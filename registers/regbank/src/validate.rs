// Licensed under the Apache-2.0 license

//! Whole-bank validation.
//!
//! The builder calls in [`crate::model`] reuse the per-item checks from this
//! module and stop at the first violation. [`validate`] runs the same checks
//! over the entire bank, plus checks that only make sense once everything is
//! declared (generated identifier collisions), and reports every violation
//! it finds in declaration order. It does not modify the bank and can be run
//! any number of times.

use crate::codegen;
use crate::error::{RegBankError, ValidationReport};
use crate::model::{Field, RegisterBank};
use crate::semantics::{self, FieldBehavior};
use crate::util::is_valid_identifier;
use log::{debug, warn};
use std::collections::{HashMap, HashSet};

/// Validates every invariant of `bank`.
pub fn validate(bank: &RegisterBank) -> ValidationReport {
    let mut report = ValidationReport::new(bank.name());

    if let Some(err) = geometry_violation(bank.name(), bank.address_width(), bank.data_width()) {
        report.push(err);
    }

    let mut addresses: HashMap<u64, &str> = HashMap::new();
    let mut names: HashSet<&str> = HashSet::new();
    for reg in bank.registers_in_declaration_order() {
        for err in register_violations(bank, reg.address, &reg.name) {
            report.push(err);
        }
        if let Some(existing) = addresses.insert(reg.address, &reg.name) {
            report.push(RegBankError::DuplicateAddress {
                address: reg.address,
                existing: existing.to_string(),
            });
        }
        if !names.insert(&reg.name) {
            report.push(RegBankError::DuplicateName {
                scope: format!("bank '{}'", bank.name()),
                kind: "register",
                name: reg.name.clone(),
            });
        }
        if reg.fields.is_empty() {
            warn!(
                "{}: register '{}' declares no fields and always reads zero",
                bank.name(),
                reg.name
            );
        }
        for (i, field) in reg.fields.iter().enumerate() {
            for err in field_violations(&reg.name, &reg.fields[..i], field, bank.data_width()) {
                report.push(err);
            }
        }
    }

    check_identifier_collisions(bank, &mut report);
    check_header_collisions(bank, &mut report);

    debug!(
        "validated bank '{}': {} violation(s)",
        bank.name(),
        report.len()
    );
    report
}

/// Checks the bank-wide widths.
pub(crate) fn geometry_violation(
    name: &str,
    address_width: u32,
    data_width: u32,
) -> Option<RegBankError> {
    let invalid = |reason: String| {
        Some(RegBankError::InvalidBankGeometry {
            bank: name.to_string(),
            reason,
        })
    };
    if !is_valid_identifier(name) {
        return Some(RegBankError::InvalidIdentifier(name.to_string()));
    }
    if !(1..=RegisterBank::MAX_WIDTH).contains(&address_width) {
        return invalid(format!(
            "address width {address_width} is outside 1..={}",
            RegisterBank::MAX_WIDTH
        ));
    }
    if !(1..=RegisterBank::MAX_WIDTH).contains(&data_width) {
        return invalid(format!(
            "data width {data_width} is outside 1..={}",
            RegisterBank::MAX_WIDTH
        ));
    }
    None
}

/// Checks a register declaration in isolation (name and address range).
pub(crate) fn register_violations(
    bank: &RegisterBank,
    address: u64,
    name: &str,
) -> Vec<RegBankError> {
    let mut violations = Vec::new();
    if !is_valid_identifier(name) {
        violations.push(RegBankError::InvalidIdentifier(name.to_string()));
    }
    let width = bank.address_width();
    if width < RegisterBank::MAX_WIDTH && address >> width != 0 {
        violations.push(RegBankError::AddressOutOfRange {
            name: name.to_string(),
            address,
            address_width: width,
        });
    }
    violations
}

/// Checks `field` against the fields declared before it in the same register.
pub(crate) fn field_violations(
    register: &str,
    earlier: &[Field],
    field: &Field,
    data_width: u32,
) -> Vec<RegBankError> {
    let mut violations = Vec::new();

    if !is_valid_identifier(&field.name) {
        violations.push(RegBankError::InvalidIdentifier(field.name.clone()));
    }
    if field.bit_width == 0 {
        violations.push(RegBankError::ZeroWidthField {
            register: register.to_string(),
            field: field.name.clone(),
        });
    }
    if field.end() > u64::from(data_width) {
        violations.push(RegBankError::FieldOutOfRange {
            register: register.to_string(),
            field: field.name.clone(),
            bit_offset: field.bit_offset,
            bit_width: field.bit_width,
            data_width,
        });
    }
    if earlier.iter().any(|f| f.name == field.name) {
        violations.push(RegBankError::DuplicateName {
            scope: format!("register '{register}'"),
            kind: "field",
            name: field.name.clone(),
        });
    }
    for other in earlier.iter().filter(|f| f.overlaps(field)) {
        violations.push(RegBankError::FieldOverlap {
            register: register.to_string(),
            field: field.name.clone(),
            msb: field.msb(),
            lsb: field.lsb(),
            existing: other.name.clone(),
            existing_msb: other.msb(),
            existing_lsb: other.lsb(),
        });
    }
    if field.activity_signal && !field.access_kind.supports_activity_signal() {
        violations.push(RegBankError::InvalidActivitySignal {
            register: register.to_string(),
            field: field.name.clone(),
            kind: field.access_kind.to_string(),
        });
    }
    if field.reset_value != 0 {
        if !field.access_kind.has_reset_value() {
            violations.push(RegBankError::ResetValueNotApplicable {
                register: register.to_string(),
                field: field.name.clone(),
                kind: field.access_kind.to_string(),
                value: field.reset_value,
            });
        } else if field.bit_width < 64 && field.reset_value >> field.bit_width != 0 {
            violations.push(RegBankError::ResetValueOutOfRange {
                register: register.to_string(),
                field: field.name.clone(),
                value: field.reset_value,
                bit_width: field.bit_width,
            });
        }
    }
    violations
}

/// Records who generated each identifier and reports the second claimant
/// of a name that is already taken.
struct Claims {
    owners: HashMap<String, String>,
}

impl Claims {
    fn new() -> Self {
        Self {
            owners: HashMap::new(),
        }
    }

    fn claim(&mut self, identifier: String, owner: &str, report: &mut ValidationReport) {
        if let Some(first) = self.owners.get(&identifier) {
            report.push(RegBankError::IdentifierCollision {
                identifier,
                first: first.clone(),
                second: owner.to_string(),
            });
        } else {
            self.owners.insert(identifier, owner.to_string());
        }
    }
}

/// Every generated signal name must be unique, including the bus ports.
fn check_identifier_collisions(bank: &RegisterBank, report: &mut ValidationReport) {
    let mut claims = Claims::new();
    for port in semantics::BUS_PORTS {
        claims.claim(port.to_string(), "the bus interface", report);
    }

    for reg in bank.registers_in_declaration_order() {
        let owner = format!("register '{}'", reg.name);
        for signal in semantics::register_signals(&reg.name) {
            claims.claim(signal, &owner, report);
        }
        for field in &reg.fields {
            let owner = format!("field '{}.{}'", reg.name, field.name);
            let behavior = FieldBehavior::expand(&reg.name, field);
            for signal in behavior.internal_signals() {
                claims.claim(signal, &owner, report);
            }
            for port in behavior.ports {
                claims.claim(port.name, &owner, report);
            }
        }
    }
}

/// C header defines live in their own namespace and must be unique too.
fn check_header_collisions(bank: &RegisterBank, report: &mut ValidationReport) {
    let mut claims = Claims::new();
    for reg in bank.registers_in_declaration_order() {
        let owner = format!("register '{}'", reg.name);
        claims.claim(codegen::offset_macro(&reg.name), &owner, report);
        for field in &reg.fields {
            let owner = format!("field '{}.{}'", reg.name, field.name);
            for name in codegen::field_macros(&reg.name, &field.name) {
                claims.claim(name, &owner, report);
            }
        }
    }
}

#[cfg(test)]
mod tests {
    use super::*;
    use crate::access::AccessKind;
    use crate::model::FieldDef;

    #[test]
    fn test_clean_bank_has_no_violations() {
        let mut bank = RegisterBank::new("clean", 32, 32).unwrap();
        let reg = bank.add_register(3, "IRQ").unwrap();
        bank.add_field(reg, "rx_irq", AccessKind::Write2Clear, 0, 1)
            .unwrap();
        bank.add_field(reg, "rx_irq_mask", AccessKind::ReadWrite, 1, 1)
            .unwrap();
        let report = validate(&bank);
        assert!(report.is_empty(), "{report}");
        // Re-running gives the same answer.
        assert_eq!(validate(&bank), report);
    }

    #[test]
    fn test_field_violations_are_all_reported() {
        let earlier = vec![Field {
            name: "low".into(),
            access_kind: AccessKind::ReadWrite,
            bit_offset: 0,
            bit_width: 4,
            description: String::new(),
            activity_signal: false,
            reset_value: 0,
        }];
        let bad = Field {
            name: "low".into(),
            access_kind: AccessKind::ReadOnly,
            bit_offset: 2,
            bit_width: 31,
            description: String::new(),
            activity_signal: true,
            reset_value: 1,
        };
        let violations = field_violations("Config", &earlier, &bad, 32);
        assert_eq!(violations.len(), 5, "{violations:?}");
        assert!(matches!(violations[0], RegBankError::FieldOutOfRange { .. }));
        assert!(matches!(violations[1], RegBankError::DuplicateName { .. }));
        assert!(matches!(violations[2], RegBankError::FieldOverlap { .. }));
        assert!(matches!(
            violations[3],
            RegBankError::InvalidActivitySignal { .. }
        ));
        assert!(matches!(
            violations[4],
            RegBankError::ResetValueNotApplicable { .. }
        ));
    }

    #[test]
    fn test_register_name_collision_after_casing() {
        let mut bank = RegisterBank::new("casing", 32, 32).unwrap();
        let a = bank.add_register(0, "Status").unwrap();
        let b = bank.add_register(1, "STATUS").unwrap();
        bank.add_field(a, "busy", AccessKind::ReadOnly, 0, 1)
            .unwrap();
        bank.add_field(b, "busy", AccessKind::ReadOnly, 0, 1)
            .unwrap();
        let err = bank.finalize().unwrap_err();
        let RegBankError::Validation(report) = err else {
            panic!("expected a validation report");
        };
        assert!(!report.is_empty());
        assert!(report
            .iter()
            .all(|v| matches!(v, RegBankError::IdentifierCollision { .. })));
        assert!(!bank.is_finalized());
    }

    #[test]
    fn test_port_suffix_collision() {
        let mut bank = RegisterBank::new("ports", 32, 32).unwrap();
        let reg = bank.add_register(0, "Events").unwrap();
        // A Write2Clear field exports a `_set_i` input for its hardware events,
        // which would clash with a ReadOnly field named `<x>_set`.
        bank.add_field(reg, "rx", AccessKind::Write2Clear, 0, 1)
            .unwrap();
        bank.add_field(reg, "rx_set", AccessKind::ReadOnly, 1, 1)
            .unwrap();
        let report = validate(&bank);
        assert_eq!(report.len(), 1, "{report}");
        assert!(matches!(
            &report.violations[0],
            RegBankError::IdentifierCollision { identifier, .. } if identifier == "events_rx_set_i"
        ));
    }

    #[test]
    fn test_reset_value_width() {
        let ok = Field {
            name: "mode".into(),
            access_kind: AccessKind::ReadWrite,
            bit_offset: 0,
            bit_width: 64,
            description: String::new(),
            activity_signal: false,
            reset_value: u64::MAX,
        };
        assert!(field_violations("Wide", &[], &ok, 64).is_empty());
    }

    #[test]
    fn test_split_activity_is_valid() {
        let mut bank = RegisterBank::new("fifo", 32, 32).unwrap();
        let reg = bank.add_register(6, "Left_Data_Channel").unwrap();
        bank.add_field_def(
            reg,
            FieldDef::new("i2s_mm_left", AccessKind::SplitReadWrite, 0, 32).activity_signal(true),
        )
        .unwrap();
        assert!(validate(&bank).is_empty());
    }

    #[test]
    fn test_header_define_collision() {
        let mut bank = RegisterBank::new("defines", 32, 32).unwrap();
        let a_b = bank.add_register(0, "A_B").unwrap();
        bank.add_field(a_b, "c", AccessKind::ReadOnly, 0, 1)
            .unwrap();
        let a = bank.add_register(1, "A").unwrap();
        bank.add_field(a, "b_c", AccessKind::ReadWrite, 4, 2)
            .unwrap();

        let report = validate(&bank);
        let identifiers: Vec<_> = report
            .iter()
            .map(|v| match v {
                RegBankError::IdentifierCollision { identifier, .. } => identifier.as_str(),
                other => panic!("unexpected violation {other}"),
            })
            .collect();
        assert_eq!(
            identifiers,
            [
                "A_B_C_FIELD_OFFSET",
                "A_B_C_FIELD_WIDTH",
                "A_B_C_FIELD_MASK",
                "A_B_C_RESET",
            ]
        );
        assert!(bank.finalize().is_err());
    }

    #[test]
    fn test_register_offset_define_collision() {
        let mut bank = RegisterBank::new("defines", 32, 32).unwrap();
        let a = bank.add_register(0, "A").unwrap();
        bank.add_field(a, "x", AccessKind::ReadOnly, 0, 1)
            .unwrap();
        let a_x_field = bank.add_register(1, "A_X_FIELD").unwrap();
        bank.add_field(a_x_field, "y", AccessKind::ReadOnly, 0, 1)
            .unwrap();
        let report = validate(&bank);
        assert_eq!(report.len(), 1, "{report}");
        assert!(matches!(
            &report.violations[0],
            RegBankError::IdentifierCollision { identifier, .. } if identifier == "A_X_FIELD_OFFSET"
        ));
    }

    #[test]
    fn test_huge_offset_is_out_of_range() {
        let earlier = vec![Field {
            name: "a".into(),
            access_kind: AccessKind::ReadWrite,
            bit_offset: 0,
            bit_width: 1,
            description: String::new(),
            activity_signal: false,
            reset_value: 0,
        }];
        let far = Field {
            name: "b".into(),
            access_kind: AccessKind::ReadWrite,
            bit_offset: u32::MAX,
            bit_width: u32::MAX,
            description: String::new(),
            activity_signal: false,
            reset_value: 0,
        };
        let violations = field_violations("Config", &earlier, &far, 32);
        assert_eq!(violations.len(), 1, "{violations:?}");
        assert!(matches!(violations[0], RegBankError::FieldOutOfRange { .. }));
    }
}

• _Directions for this task_:
If a line of the listing above holds the string "same", copy it.

• _Response box_:
//! module and stop at the first violation. [`validate`] runs the same checks
/// Checks `field` against the fields declared before it in the same register.
        // Re-running gives the same answer.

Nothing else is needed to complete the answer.